What's wrong with my dwarf hairgrass?

Discussion in 'Aquarium Plants' started by Mmbrown, Aug 6, 2014.

  1. MmbrownWell Known MemberMember

    Hello again :)

    I have some dwarf hairgrass growing in one of my tanks, but it seems to be having a problem:


    Basically, part of the hairgrass is still bright and green, while parts of it are turning brown (though not mushy). This is happening to all of the clumps in the tank, and I suspect it was caused in part by me not being delicate enough when I separated the bunches (i.e., root damage). What else could be the problem? Additionally, should I remove all of the brown strands, even though they are not rotting?

    I just added Seachem root tabs a few days ago, thinking they are struggling to get nutrients. Is there something else I should do? (It's too soon to determine if this is helping or not, so I'm asking you lovely people :) )

    The tank:
    Coralife Dual T5 HO light fixture with two 6,7000K Coralife Bulbs
    Inert sand substrate + Seachem root tabs
    Flourish Excel Daily
    Flourish Comprehensive Bi-weekly
    API Leaf Zone weekly
    (No CO2 system)

    It should be noted that some of the other plants are experiencing similar effects (leaves turning brown, in some cases rotting off).

    Thanks so much in advance!!
  2. AquaticBrandonWell Known MemberMember

    Dwarf hairgrass needs co2 to do well. Without co2 it won't have that bright green and won't spread.

    Sent from my iPhone using Fish Lore Aquarium Fish Forum
  3. platy1stNew MemberMember

    With the high light, you probably need some macro ferts, as leaf zone, flourish, and root tabs are primarily micro ferts. I also recommend a better source of co2 beside excel to get the dwarf hair grass going.
  4. AquaticBrandonWell Known MemberMember

  5. MmbrownWell Known MemberMember

    Thank you both :)

    Do you have any recommendations for products to dose macro ferts

    I know that nothing truly compares to a legitimate CO2 system, but do you recommend any of the other products (i.e., liquids) that are "good enough"? Alternatively, is there a relatively cheap system I could buy? (It should be noted I'm a terrible do-it-yourself-er, despite the best of intentions.)
  6. platy1stNew MemberMember

    Seachem sells liquid macro ferts in three seperate bottles (N, P, K) but they are expensive versus buying dry ferts. You can find dry ferts online, I've gotten mine from Bob's Tropical Plants. For dosing, there are two common methods, the Estimative Index (EI) and the Perpetual Preservation System (PPS). I use th EI method, but I've modified it to dose a little less since and it's working on my tank.
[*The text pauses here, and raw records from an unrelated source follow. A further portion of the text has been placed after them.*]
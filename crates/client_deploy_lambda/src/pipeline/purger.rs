use std::thread;

use tracing::info;
use uuid::Uuid;

use crate::adapters::cdn::{CdnInvalidator, INVALIDATION_COMPLETED};
use crate::error::DeployError;
use crate::runtime::settings::WaitPolicy;

pub const INVALIDATE_ALL_PATH: &str = "/*";

/// Invalidates every cached path and blocks until the provider reports the
/// invalidation completed. Returns the invalidation id.
pub fn invalidate_all(
    cdn: &dyn CdnInvalidator,
    distribution_id: &str,
    wait: &WaitPolicy,
) -> Result<String, DeployError> {
    let caller_reference = Uuid::new_v4().to_string();
    let invalidation_id = cdn
        .create_invalidation(
            distribution_id,
            &[INVALIDATE_ALL_PATH.to_string()],
            &caller_reference,
        )
        .map_err(|error| {
            DeployError::Invalidation(format!(
                "failed to create invalidation on {distribution_id}: {error}"
            ))
        })?;
    info!(
        component = "cache_purger",
        event = "invalidation_created",
        distribution_id,
        invalidation_id = %invalidation_id,
        caller_reference = %caller_reference,
    );

    for attempt in 1..=wait.max_attempts {
        let status = cdn
            .invalidation_status(distribution_id, &invalidation_id)
            .map_err(|error| {
                DeployError::Invalidation(format!(
                    "failed to read invalidation {invalidation_id}: {error}"
                ))
            })?;
        if status == INVALIDATION_COMPLETED {
            info!(
                component = "cache_purger",
                event = "invalidation_completed",
                distribution_id,
                invalidation_id = %invalidation_id,
                attempt,
            );
            return Ok(invalidation_id);
        }
        if attempt < wait.max_attempts {
            thread::sleep(wait.interval);
        }
    }

    Err(DeployError::InvalidationTimeout {
        invalidation_id,
        attempts: wait.max_attempts,
    })
}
    As far as CO2, mine is DYI, so I can't help on suggesting on cheap systems. You may be able to get the by with just Excel, but it probably will require consistent daily dosing, and could get expensive.
  7. guthrieb08Valued MemberMember

    I did my co2 system similar to this just used 4 2 liter bottles with yeast, sugar, water, and some baking soda...all running into a 1 liter bottle and up into the tank. works good. alot cheaper then exel on a daily bases. i change my mixtures every saturday when i do my water change. sometime sit runs for 2 weeks depending on the temp of the room its in.

  8. MmbrownWell Known MemberMember

    Awesome, thanks all.

    Any opinions on whether to leave the brown pieces or remove them?